Iranildo Sampaio


Teoria da Última Ladeira

Nada tenho a dizer. Deus está do outro lado, eu estou aqui, e o demônio, astuto, talvez não tenha vindo. Presto serviço a qualquer santo. As circunstâncias de que me valho são neutras e me fazem pensar noutras medidas. Passo em revista as minhas incertezas. Não sei refletir quando tudo me parece adverso. Ninguém admite o efeito transitório do meu remédio abstrato. Agora, vasculho as minhas intenções e me resumo a isto que hoje sou. Poeta de tantas agonias, divido-me em poemas comedidos, e elaboro esse longo apocalipse de verdades esdrúxulas. A certa altura, nem eu mesmo me entendo. Meu quadro é irreversível. Nunca violei qualquer segredo. Ainda assim, dou graças ao meu Deus por tudo isto, antes que o Diabo interceda em favor de seus súditos. Meu horóscopo é outro.
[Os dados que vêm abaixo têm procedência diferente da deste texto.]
//! Worker pool that drives a batch of conversions.

use std::collections::HashMap;
use std::path::{Path, PathBuf};
use std::sync::Arc;

use tokio::sync::{mpsc, Mutex};
use tokio::task::JoinSet;
use tokio_util::sync::CancellationToken;
use tracing::{debug, error, info};

use super::config::BatchConfig;
use super::error::BatchError;
use super::types::{BatchResult, OutputRecord};
use crate::metadata::{FfprobeReader, MetadataReader};
use crate::naming;
use crate::transcode::{ProcessTranscoder, TranscodeOperation, Transcoder};

/// Receiving end of the work queue, shared by all workers.
type WorkQueue = Arc<Mutex<mpsc::Receiver<PathBuf>>>;

/// State shared by the workers of one run.
struct WorkerContext<R, T> {
    reader: Arc<R>,
    transcoder: Arc<T>,
    operation: TranscodeOperation,
    output_dir: PathBuf,
    cancel: CancellationToken,
    /// Output path to the input that claimed it.
    claimed: Mutex<HashMap<PathBuf, PathBuf>>,
}

impl<R, T> WorkerContext<R, T> {
    /// Reserves `output` for `input`. A second input deriving the same path
    /// fails instead of overwriting the first.
    async fn claim(&self, output: &Path, input: &Path) -> Result<(), BatchError> {
        let mut claimed = self.claimed.lock().await;
        if let Some(first) = claimed.get(output) {
            return Err(BatchError::DuplicateOutput {
                output: output.to_path_buf(),
                first: first.clone(),
                second: input.to_path_buf(),
            });
        }
        claimed.insert(output.to_path_buf(), input.to_path_buf());
        Ok(())
    }
}

/// Converts batches of files with a fixed number of concurrent workers.
pub struct BatchScheduler<R: MetadataReader, T: Transcoder> {
    config: BatchConfig,
    reader: Arc<R>,
    transcoder: Arc<T>,
    cancel: CancellationToken,
}

impl<R: MetadataReader + 'static, T: Transcoder + 'static> BatchScheduler<R, T> {
    /// Creates a new scheduler.
    pub fn new(config: BatchConfig, reader: R, transcoder: T) -> Self {
        Self {
            config,
            reader: Arc::new(reader),
            transcoder: Arc::new(transcoder),
            cancel: CancellationToken::new(),
        }
    }

    /// Ties runs to an outside token. Cancelling it aborts the running batch
    /// with [`BatchError::Cancelled`].
    pub fn with_cancellation(mut self, cancel: CancellationToken) -> Self {
        self.cancel = cancel;
        self
    }

    pub fn config(&self) -> &BatchConfig {
        &self.config
    }

    /// The reader workers probe with, for callers that need album-level tags.
    pub fn reader(&self) -> &R {
        &self.reader
    }

    /// Converts every input into `output_dir`.
    ///
    /// Blocks until all workers have exited. On success the result holds
    /// exactly one record per input, in completion order. On the first
    /// failure the remaining work is cancelled and that failure is returned;
    /// no partial result is produced.
    pub async fn convert_batch(
        &self,
        inputs: Vec<PathBuf>,
        output_dir: &Path,
        operation: &TranscodeOperation,
    ) -> Result<BatchResult, BatchError> {
        let pool_size = self.config.pool_size;
        if pool_size == 0 {
            return Err(BatchError::InvalidPoolSize);
        }
        if inputs.is_empty() {
            return Ok(BatchResult::default());
        }

        tokio::fs::create_dir_all(output_dir)
            .await
            .map_err(|source| BatchError::OutputDirectory {
                path: output_dir.to_path_buf(),
                source,
            })?;

        let total = inputs.len();
        let run = self.cancel.child_token();
        let context = Arc::new(WorkerContext {
            reader: Arc::clone(&self.reader),
            transcoder: Arc::clone(&self.transcoder),
            operation: operation.clone(),
            output_dir: output_dir.to_path_buf(),
            cancel: run.clone(),
            claimed: Mutex::new(HashMap::with_capacity(total)),
        });

        info!(
            count = total,
            workers = pool_size,
            operation = %operation.describe(),
            "Starting batch"
        );

        let (tx, rx) = mpsc::channel::<PathBuf>(1);
        let queue: WorkQueue = Arc::new(Mutex::new(rx));

        let mut workers = JoinSet::new();
        for worker_id in 0..pool_size {
            workers.spawn(run_worker(
                worker_id,
                Arc::clone(&queue),
                Arc::clone(&context),
            ));
        }
        drop(queue);

        let producer = tokio::spawn(enqueue(inputs, tx, run.clone()));

        let mut records = Vec::with_capacity(total);
        let mut failure: Option<BatchError> = None;

        while let Some(joined) = workers.join_next().await {
            let outcome = joined.unwrap_or_else(|e| {
                Err(BatchError::WorkerPanicked {
                    reason: e.to_string(),
                })
            });

            match outcome {
                Ok(mut worker_records) => records.append(&mut worker_records),
                Err(err) => {
                    run.cancel();
                    // Keep the first real failure; cancellations it caused
                    // in other workers are only echoes of it.
                    let replace = failure
                        .as_ref()
                        .map_or(true, |current| current.is_cancelled() && !err.is_cancelled());
                    if replace {
                        failure = Some(err);
                    }
                }
            }
        }

        if let Err(e) = producer.await {
            error!(error = %e, "Work producer failed");
        }

        if let Some(err) = failure.filter(|err| !err.is_cancelled()) {
            error!(error = %err, "Batch aborted");
            return Err(err);
        }
        if records.len() < total {
            // Only reachable when the outer token was cancelled.
            info!(
                completed = records.len(),
                count = total,
                "Batch cancelled"
            );
            return Err(BatchError::Cancelled);
        }

        let result = BatchResult::new(records);
        info!(
            count = result.len(),
            total_bytes = result.total_bytes(),
            "Batch complete"
        );
        Ok(result)
    }
}

/// Converts `inputs` with `pool_size` workers, using `ffprobe` from `PATH`
/// for metadata and external processes for the operation.
pub async fn convert_batch(
    inputs: Vec<PathBuf>,
    output_dir: &Path,
    operation: &TranscodeOperation,
    pool_size: usize,
) -> Result<BatchResult, BatchError> {
    BatchScheduler::new(
        BatchConfig::default().with_pool_size(pool_size),
        FfprobeReader::with_defaults(),
        ProcessTranscoder::default(),
    )
    .convert_batch(inputs, output_dir, operation)
    .await
}

/// Feeds the queue, then closes it by dropping the sender.
async fn enqueue(inputs: Vec<PathBuf>, tx: mpsc::Sender<PathBuf>, cancel: CancellationToken) {
    for input in inputs {
        tokio::select! {
            biased;
            _ = cancel.cancelled() => break,
            sent = tx.send(input) => {
                if sent.is_err() {
                    // Every worker is gone.
                    break;
                }
            }
        }
    }
}

async fn run_worker<R, T>(
    worker_id: usize,
    queue: WorkQueue,
    context: Arc<WorkerContext<R, T>>,
) -> Result<Vec<OutputRecord>, BatchError>
where
    R: MetadataReader,
    T: Transcoder,
{
    let mut records = Vec::new();

    loop {
        let next = {
            let mut rx = tokio::select! {
                biased;
                _ = context.cancel.cancelled() => break,
                rx = queue.lock() => rx,
            };
            tokio::select! {
                biased;
                _ = context.cancel.cancelled() => None,
                item = rx.recv() => item,
            }
        };

        let Some(input) = next else {
            break;
        };
        if context.cancel.is_cancelled() {
            break;
        }

        match process_item(&context, &input).await {
            Ok(record) => records.push(record),
            Err(err) => {
                if err.is_cancelled() {
                    debug!(worker = worker_id, input = %input.display(), "Stopped by cancellation");
                } else {
                    error!(
                        worker = worker_id,
                        input = %input.display(),
                        error = %err,
                        "Item failed, aborting batch"
                    );
                }
                context.cancel.cancel();
                return Err(err);
            }
        }
    }

    debug!(worker = worker_id, completed = records.len(), "Worker finished");
    Ok(records)
}

/// Probe, name, claim the name, transcode, verify.
async fn process_item<R, T>(
    context: &WorkerContext<R, T>,
    input: &Path,
) -> Result<OutputRecord, BatchError>
where
    R: MetadataReader,
    T: Transcoder,
{
    let metadata = context
        .reader
        .read(input, &context.cancel)
        .await
        .map_err(|source| BatchError::Probe {
            input: input.to_path_buf(),
            source,
        })?;

    if let Some(codec) = &metadata.codec {
        debug!(
            input = %input.display(),
            codec = %codec.codec_name,
            sample_rate = ?codec.sample_rate,
            channels = ?codec.channels,
            "Probed"
        );
    }

    let fallback = input
        .file_stem()
        .map(|s| s.to_string_lossy().into_owned())
        .unwrap_or_default();
    let name = naming::output_file_name(&metadata, &fallback, context.operation.extension());
    let output = context.output_dir.join(&name);
    context.claim(&output, input).await?;

    context
        .transcoder
        .transcode(&context.operation, input, &output, &context.cancel)
        .await
        .map_err(|source| {
            if let Some(stderr) = source.stderr() {
                error!(input = %input.display(), stderr = %stderr.trim(), "Transcoder output");
            }
            BatchError::Transcode {
                input: input.to_path_buf(),
                source,
            }
        })?;

    let size_bytes = verify_output(&output).await?;
    info!(name = %name, size_bytes, "Transcoded");

    Ok(OutputRecord {
        input: input.to_path_buf(),
        path: output,
        size_bytes,
    })
}

/// Returns the size of a finished output, which must exist and be non-empty.
async fn verify_output(output: &Path) -> Result<u64, BatchError> {
    let meta = tokio::fs::metadata(output)
        .await
        .map_err(|e| BatchError::OutputVerification {
            output: output.to_path_buf(),
            reason: e.to_string(),
        })?;

    if !meta.is_file() {
        return Err(BatchError::OutputVerification {
            output: output.to_path_buf(),
            reason: "not a regular file".to_string(),
        });
    }
    if meta.len() == 0 {
        return Err(BatchError::OutputVerification {
            output: output.to_path_buf(),
            reason: "output is empty".to_string(),
        });
    }
    Ok(meta.len())
}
O planeta que rege a minha sorte mudou de órbita. De dia, arrumo estas idéias na cabeça em desordem. De noite, desarrumo tudo e adormeço. Se algo me aborrece, pouco importa. O princípio é o meu. Salgo a memória e corro novamente em busca do que quero. Sei que tudo é inútil. A ciência do bem é a mesma. Tenho a força de minha gratidão a me amparar diante do meu mundo. Não posso aliciar as minhas mágoas. No entanto, as cosias permanecem iguais, e eu saio de casa a toda hora, com os mesmos propósitos.